I knew it would be my kind of book since I read the premise in a Debaser's review.

Immediately, I read the first line:

The following day, no one died.

Nothing more was needed.

I took the bait.

What followed were the dilemmas and uncertainties of institutions that relied on death: The government and the church, nursing homes and funeral agencies. It told the story of the man who first received a letter from death. And it told the story of a cellist who simply didn’t want to heed death's call.

A novel that is read all in one go.

Yet, the narrator descends with a slow pace on the anonymous, but blatantly recognizable, nation and observes the various reactions to this absurd collective upheaval that has befallen there. He flies high then glides down, here and there, onto the people representing the institutions that run that country and watches with an amused and satirical eye their reactions.

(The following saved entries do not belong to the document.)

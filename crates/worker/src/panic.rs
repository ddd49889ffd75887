use std::any::Any;

use tokio::task::JoinError;

/// Extracts a readable message from a panic payload.
pub fn panic_message(payload: &(dyn Any + Send)) -> String {
	if let Some(msg) = payload.downcast_ref::<&'static str>() {
		(*msg).to_string()
	} else if let Some(msg) = payload.downcast_ref::<String>() {
		msg.clone()
	} else {
		"non-string panic payload".to_string()
	}
}

/// Extracts the panic message from a failed task, or `None` if it was cancelled.
pub fn join_error_panic_message(err: JoinError) -> Option<String> {
	if !err.is_panic() {
		return None;
	}
	let payload = err.into_panic();
	Some(panic_message(payload.as_ref()))
}

#[cfg(test)]
#[path = "panic_tests.rs"]
mod tests;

Narrates, describes, reasons.

We are used to Saramago's narrators. Obvious and playful, intricate and digressive, explorers of realized and unrealized narrative possibilities. Expert dispensers and skillful dismantlers of idioms.

They play with the reader.

The narrator of Death with Interruptions keeps the reader hooked, even through small episodes that show the consequences of two opposing calamities that will befall a nation.

The tone of the story is not tragic, but reflective and ironic.

And so the narrator waits, delays, is in no hurry to show us the protagonist and antagonist of this story.

Until, at a certain point, death comes onto the scene first, and then the cellist, and, in a surreal crescendo, in a grotesque climax, they prepare for the showdown, which resolves, in the final pages, in a literal apotheosis.

Thus, once again, the following day, no one died.

A novel that is read all in one go, but that resonates long in the reader's mind.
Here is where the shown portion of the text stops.